The situation highlighted the danger of participation in UNPKOs for India, but also their tendency to escalate and require additional commitment. In UNAMSIL’s case, India was forced to launch Operation Khukri, a risky Indian-led military operation far from home. Primarily an operation by Indian forces to free their counterparts, it required the emergency airlift of 120 elite Para-Commandoes out of New Delhi, as well as the limited assistance of spotters from the UK’s elite SAS-D squadron and the loan of a Chinook helicopter. The newly deployed Indian forces were among the first to open offensive operations against the RUF, retaking a strategic crossroads the Jordanians had refused to attack, and eventually assisting a 1,000-man Indian-led APC column backed by Indian attack helicopters to break through RUF lines and rescue the trapped forces at Kailahun.[6]  The mission helped salvage UNAMSIL’s reputation and its seriousness in protecting its forces, but in net strategic terms, the Indian offensive had little effect; an emergency British military deployment helped augment UNAMSIL and stabilize the situation.

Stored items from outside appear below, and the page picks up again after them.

//! Wall-clock helpers.

#[cfg(not(target_arch = "wasm32"))]
use std::time::{SystemTime, UNIX_EPOCH};

/// Returns the current unix timestamp in milliseconds.
pub fn unix_time_ms_now() -> u64 {
    #[cfg(target_arch = "wasm32")]
    {
        js_sys::Date::now().max(0.0) as u64
    }

    #[cfg(not(target_arch = "wasm32"))]
    {
        SystemTime::now()
            .duration_since(UNIX_EPOCH)
            .unwrap_or_default()
            .as_millis() as u64
    }
}
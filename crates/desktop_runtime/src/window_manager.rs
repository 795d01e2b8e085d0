//! Window-manager helpers shared by the desktop reducer and the rendering layer.

use desktop_app_contract::ApplicationId;

use crate::model::{
    DesktopState, PaintedWindow, PointerPosition, ShellSnapshot, TaskbarEntry, WindowRect,
    WindowState,
};

/// Smallest y a dragged window origin may take. There is no matching horizontal limit.
pub const MIN_DRAG_Y: i32 = 0;

/// Makes `app_id` the active window when it is open and not minimized.
///
/// Returns `true` when `app_id` is active afterwards.
pub fn activate_window(state: &mut DesktopState, app_id: &ApplicationId) -> bool {
    let focusable = state
        .window(app_id)
        .map(|w| !w.minimized)
        .unwrap_or(false);
    if focusable {
        state.active_window = Some(app_id.clone());
    }
    focusable
}

/// The most recently opened window that may hold focus.
pub fn most_recent_focusable(state: &DesktopState) -> Option<ApplicationId> {
    state
        .windows
        .iter()
        .rev()
        .find(|w| !w.minimized)
        .map(|w| w.app_id.clone())
}

/// Non-minimized windows bottom-to-top: open order, with the active window lifted to the top.
pub fn paint_order(state: &DesktopState) -> Vec<&WindowState> {
    let (mut order, active): (Vec<&WindowState>, Vec<&WindowState>) = state
        .windows
        .iter()
        .filter(|w| !w.minimized)
        .partition(|w| !state.is_active(&w.app_id));
    order.extend(active);
    order
}

/// Geometry to paint `window` with inside `viewport`.
pub fn render_rect(window: &WindowState, viewport: WindowRect) -> WindowRect {
    if window.maximized {
        viewport
    } else {
        window.rect
    }
}

/// Window origin for a pointer at `pointer` given the grab `offset`.
pub fn dragged_origin(pointer: PointerPosition, offset: PointerPosition) -> (i32, i32) {
    let x = pointer.x.saturating_sub(offset.x);
    let y = pointer.y.saturating_sub(offset.y).max(MIN_DRAG_Y);
    (x, y)
}

/// Builds the outbound snapshot for one UI refresh.
pub fn shell_snapshot(state: &DesktopState, viewport: WindowRect) -> ShellSnapshot {
    let visible = paint_order(state)
        .into_iter()
        .enumerate()
        .map(|(idx, window)| PaintedWindow {
            app_id: window.app_id.clone(),
            rect: render_rect(window, viewport),
            z_index: (idx + 1) as u32,
            active: state.is_active(&window.app_id),
            maximized: window.maximized,
        })
        .collect();
    let taskbar = state
        .windows
        .iter()
        .map(|window| TaskbarEntry {
            app_id: window.app_id.clone(),
            minimized: window.minimized,
            active: state.is_active(&window.app_id),
        })
        .collect();

    ShellSnapshot {
        visible,
        taskbar,
        active_window: state.active_window.clone(),
        start_menu_open: state.start_menu_open,
    }
}

#[cfg(test)]
mod tests {
    use pretty_assertions::assert_eq;

    use super::*;

    fn id(raw: &str) -> ApplicationId {
        ApplicationId::trusted(raw)
    }

    fn window(raw: &str, minimized: bool) -> WindowState {
        WindowState {
            app_id: id(raw),
            rect: WindowRect {
                x: 100,
                y: 50,
                w: 900,
                h: 650,
            },
            minimized,
            maximized: false,
        }
    }

    fn state_with(windows: Vec<WindowState>, active: Option<&str>) -> DesktopState {
        let mut state = DesktopState::default();
        state.windows = windows;
        state.active_window = active.map(id);
        state
    }

    #[test]
    fn paint_order_lifts_active_window_and_keeps_open_order_for_rest() {
        let state = state_with(
            vec![
                window("about", false),
                window("skills", false),
                window("resume", true),
                window("contact", false),
            ],
            Some("skills"),
        );
        let order: Vec<&str> = paint_order(&state)
            .into_iter()
            .map(|w| w.app_id.as_str())
            .collect();
        assert_eq!(order, vec!["about", "contact", "skills"]);
    }

    #[test]
    fn most_recent_focusable_skips_minimized_windows() {
        let state = state_with(
            vec![window("about", false), window("skills", true)],
            None,
        );
        assert_eq!(most_recent_focusable(&state), Some(id("about")));

        let all_minimized = state_with(vec![window("skills", true)], None);
        assert_eq!(most_recent_focusable(&all_minimized), None);
    }

    #[test]
    fn activate_window_refuses_minimized_and_absent_ids() {
        let mut state = state_with(
            vec![window("about", false), window("skills", true)],
            None,
        );
        assert!(!activate_window(&mut state, &id("skills")));
        assert!(!activate_window(&mut state, &id("resume")));
        assert_eq!(state.active_window, None);
        assert!(activate_window(&mut state, &id("about")));
        assert_eq!(state.active_window, Some(id("about")));
    }

    #[test]
    fn dragged_origin_clamps_only_vertically() {
        let offset = PointerPosition { x: 40, y: 10 };
        assert_eq!(
            dragged_origin(PointerPosition { x: 10, y: -300 }, offset),
            (-30, 0)
        );
        assert_eq!(
            dragged_origin(PointerPosition { x: 500, y: 210 }, offset),
            (460, 200)
        );
    }

    #[test]
    fn snapshot_paints_maximized_windows_at_viewport_and_lists_all_in_taskbar() {
        let mut maximized = window("projects", false);
        maximized.maximized = true;
        let state = state_with(
            vec![window("about", true), maximized],
            Some("projects"),
        );
        let viewport = WindowRect {
            x: 0,
            y: 0,
            w: 1280,
            h: 672,
        };

        let snapshot = shell_snapshot(&state, viewport);

        assert_eq!(
            snapshot.visible,
            vec![PaintedWindow {
                app_id: id("projects"),
                rect: viewport,
                z_index: 1,
                active: true,
                maximized: true,
            }]
        );
        assert_eq!(
            snapshot.taskbar,
            vec![
                TaskbarEntry {
                    app_id: id("about"),
                    minimized: true,
                    active: false,
                },
                TaskbarEntry {
                    app_id: id("projects"),
                    minimized: false,
                    active: true,
                },
            ]
        );
        assert_eq!(state.windows[1].rect.x, 100);
    }
}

In addition to force protection concerns, a growing frustration at the disproportionate burden placed upon Indian forces is likely to affect Indian UNPKO participation. India has consistently ranked in the top three contributors for much of UN history and has borne a significant share of the burden of some of the UN’s most complex and dangerous operations. In the ongoing MONUC (now MONUSCO) mission in the DR Congo, India contributes almost a fifth of all troops – about 4,500 soldiers – and virtually all of the mission’s helicopters. Such deployments appear a drop in India’s bucket of over a million men under arms, but India faces a challenging domestic security environment and huge domestic needs – for an active two-front posture against nuclear-armed rivals Pakistan and China, as well as in combating India’s three separate internal insurgencies. Moreover, the UN often taps India for “combat enablers”; i.e. the helicopters, specialized personnel and command functions not available elsewhere, that have significant opportunity cost. Three times as many officers are deployed with UNPKOs, than with units at home for example, burdening an already stretched Indian officer corps.

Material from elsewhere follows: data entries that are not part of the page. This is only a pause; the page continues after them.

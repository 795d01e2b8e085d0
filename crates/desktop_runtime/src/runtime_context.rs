//! Runtime provider and context wiring for the desktop shell.
//!
//! This module owns the long-lived session controller, the reactive state mirror the components
//! read, and the runtime effect queue. UI composition stays in [`crate::components`].
#![allow(clippy::clone_on_copy)]

use leptos::*;

use crate::{
    apps::{AppCatalog, CatalogError},
    effect_executor, host,
    model::{DesktopState, WindowRect},
    reducer::{DesktopAction, RuntimeEffect},
    session::DesktopSession,
};

#[derive(Clone, Copy)]
/// Leptos context for reading desktop state and dispatching [`DesktopAction`] values.
pub struct DesktopRuntimeContext {
    /// Application catalog the shell was booted with.
    pub catalog: StoredValue<AppCatalog>,
    /// The session controller. Only [`DesktopRuntimeContext::dispatch`] mutates it.
    pub session: StoredValue<DesktopSession>,
    /// Reactive mirror of the session state, replaced only when a dispatch changed it.
    pub state: RwSignal<DesktopState>,
    /// Queue of runtime effects emitted by the reducer and drained by the effect executor.
    pub effects: RwSignal<Vec<RuntimeEffect>>,
    /// Reducer dispatch callback.
    pub dispatch: Callback<DesktopAction>,
}

impl DesktopRuntimeContext {
    /// Dispatches a reducer action through the runtime context callback.
    pub fn dispatch_action(&self, action: DesktopAction) {
        self.dispatch.call(action);
    }

    pub fn is_dragging(&self) -> bool {
        self.session.with_value(|session| session.is_dragging())
    }

    pub fn taskbar_height_px(&self) -> i32 {
        self.catalog
            .with_value(|catalog| catalog.layout().taskbar_height_px)
    }

    pub fn desktop_viewport(&self) -> WindowRect {
        host::desktop_viewport_rect(self.taskbar_height_px())
    }

    /// Opens an app named by an untrusted id after checking it against the catalog.
    ///
    /// # Errors
    ///
    /// Returns [`CatalogError`] when `raw` is malformed or not in the catalog.
    pub fn open_app_by_raw_id(&self, raw: &str) -> Result<(), CatalogError> {
        let app_id = self.catalog.with_value(|catalog| catalog.resolve(raw))?;
        self.dispatch_action(DesktopAction::OpenApp { app_id });
        Ok(())
    }
}

fn open_boot_targets(runtime: DesktopRuntimeContext) {
    let Some(search) = host::location_search() else {
        return;
    };
    let targets = host::parse_open_query(&search);
    if targets.is_empty() {
        return;
    }

    logging::log!("opening {} app(s) from boot query", targets.len());
    for raw in targets {
        if let Err(err) = runtime.open_app_by_raw_id(&raw) {
            logging::warn!("ignoring boot open target `{raw}`: {err}");
        }
    }
}

#[component]
/// Provides [`DesktopRuntimeContext`] to descendant components.
pub fn DesktopProvider(
    /// Application catalog assembled by the entry layer.
    catalog: AppCatalog,
    children: Children,
) -> impl IntoView {
    let session = store_value(DesktopSession::new(catalog.layout()));
    let state = create_rw_signal(session.with_value(|session| session.state().clone()));
    let catalog = store_value(catalog);
    let effects = create_rw_signal(Vec::<RuntimeEffect>::new());

    let dispatch = Callback::new(move |action: DesktopAction| {
        let target = action.app_id().cloned();
        let mut new_effects = Vec::new();
        let mut next_state = None;

        session.update_value(|session| {
            new_effects = session.dispatch(action);
            if state.with_untracked(|current| current != session.state()) {
                next_state = Some(session.state().clone());
            }
        });

        match next_state {
            Some(next) => state.set(next),
            None => {
                if let Some(app_id) = target {
                    if state.with_untracked(|current| current.window(&app_id).is_none()) {
                        logging::debug_warn!("desktop action ignored: `{app_id}` is not open");
                    }
                }
            }
        }

        if !new_effects.is_empty() {
            effects.update(|queue| queue.extend(new_effects));
        }
    });

    let runtime = DesktopRuntimeContext {
        catalog,
        session,
        state,
        effects,
        dispatch,
    };

    provide_context(runtime.clone());
    effect_executor::install(runtime);
    open_boot_targets(runtime);

    children().into_view()
}

/// Returns the current [`DesktopRuntimeContext`].
///
/// # Panics
///
/// Panics if called outside [`DesktopProvider`].
pub fn use_desktop_runtime() -> DesktopRuntimeContext {
    use_context::<DesktopRuntimeContext>().expect("DesktopRuntimeContext not provided")
}
use std::io::{Write, stdout};

use base64::Engine;
use tracing::{debug, warn};

use crate::app::{App, Message, Model, ToastLevel};
use crate::dialog::Dialogs;
use crate::document::CommandOutcome;

const ABOUT_TITLE: &str = "About TextEdit";
const ABOUT_TEXT: &str = "A simple plain-text editor for the terminal.";

impl App {
    /// Run the part of `msg` that needs dialogs, the filesystem or the terminal.
    pub(super) fn handle_message_side_effects(
        model: &mut Model,
        dialogs: &mut dyn Dialogs,
        msg: &Message,
    ) {
        match msg {
            Message::NewFile => {
                model.controller.new_document(&mut model.buffer);
                model.reset_view();
            }
            Message::OpenFile => {
                let outcome = model.controller.open(&mut model.buffer, dialogs);
                if outcome == CommandOutcome::Completed {
                    model.reset_view();
                    let name = display_name(model);
                    model.show_toast(ToastLevel::Info, format!("Opened {name}"));
                }
            }
            Message::CloseFile => {
                if model.controller.close(&mut model.buffer, dialogs) == CommandOutcome::Completed {
                    model.reset_view();
                }
            }
            Message::SaveFile => {
                let outcome = model.controller.save(&mut model.buffer, dialogs);
                report_saved(model, outcome);
            }
            Message::SaveFileAs => {
                let outcome = model.controller.save_as(&mut model.buffer, dialogs);
                report_saved(model, outcome);
            }
            Message::RenameFile => match model.controller.rename(dialogs) {
                CommandOutcome::Completed => {
                    let name = display_name(model);
                    model.show_toast(ToastLevel::Info, format!("Renamed to {name}"));
                }
                CommandOutcome::Unavailable => {
                    model.show_toast(ToastLevel::Warning, "Save the document before renaming it");
                }
                CommandOutcome::Cancelled | CommandOutcome::Failed => {}
            },
            Message::Copy | Message::Cut => {
                let (text, verb) = if matches!(msg, Message::Cut) {
                    (model.buffer.cut_selection(), "Cut")
                } else {
                    (model.buffer.selected_text(), "Copied")
                };
                let Some(text) = text else {
                    model.show_toast(ToastLevel::Info, "Nothing selected");
                    return;
                };
                let chars = text.chars().count();
                if let Err(err) = copy_to_clipboard_osc52(&text) {
                    warn!(error = %err, "Clipboard export failed");
                    model.show_toast(ToastLevel::Warning, format!("Clipboard unavailable: {err}"));
                } else {
                    model.show_toast(ToastLevel::Info, format!("{verb} {chars} chars"));
                }
                model.clipboard = Some(text);
                model.ensure_cursor_visible();
            }
            Message::About => dialogs.information(ABOUT_TITLE, ABOUT_TEXT),
            Message::Quit => {
                if model.controller.confirm_discard(&mut model.buffer, dialogs) {
                    model.should_quit = true;
                } else {
                    debug!("Quit aborted");
                }
            }
            _ => {}
        }
        model.sync_modified();
    }
}

fn report_saved(model: &mut Model, outcome: CommandOutcome) {
    if outcome == CommandOutcome::Completed {
        let name = display_name(model);
        model.show_toast(ToastLevel::Info, format!("Saved {name}"));
    }
}

fn display_name(model: &Model) -> String {
    let untitled = &model.controller.config().untitled_name;
    model.controller.document().display_name(untitled)
}

fn copy_to_clipboard_osc52(text: &str) -> std::io::Result<()> {
    let osc = osc52_sequence(text);
    let mut out = stdout();
    out.write_all(osc.as_bytes())?;
    out.flush()
}

fn osc52_sequence(text: &str) -> String {
    let encoded = base64::engine::general_purpose::STANDARD.encode(text.as_bytes());
    format!("\x1b]52;c;{encoded}\x07")
}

Indian diplomacy to coerce increased burden sharing has not yet reaped the desired dividends. In 2011, India, which had 17 helicopters in UN service in the DRC and the Sudan, including eight Mi-25/35 attack and nine Mi-17 utility helicopters, moved to withdraw all in protest at the disproportionate burden it bore. Eventually, India relented, and returned six light utility helicopters to the DRC for reconnaissance, casualty-evacuation and search-and-rescue operations, without which the MONUSCO mission would have been significantly impaired. Yet its protest achieved little. The international community pledged only one additional helicopter, and the withdrawal of the Indian attack helicopters removed the sharpest end of MONUSCO’s ‘stick’ to coerce rebel factions to lay down their arms. Further compromise by India appears unlikely. Notwithstanding meeting the helicopter deficit in combating its own Maoist insurgency, India appears set on its principle; deputy ambassador to the UN Manjeev Puri bluntly stated that, “India cannot be the only place in the world with attack helicopters… We have capacity restraints.”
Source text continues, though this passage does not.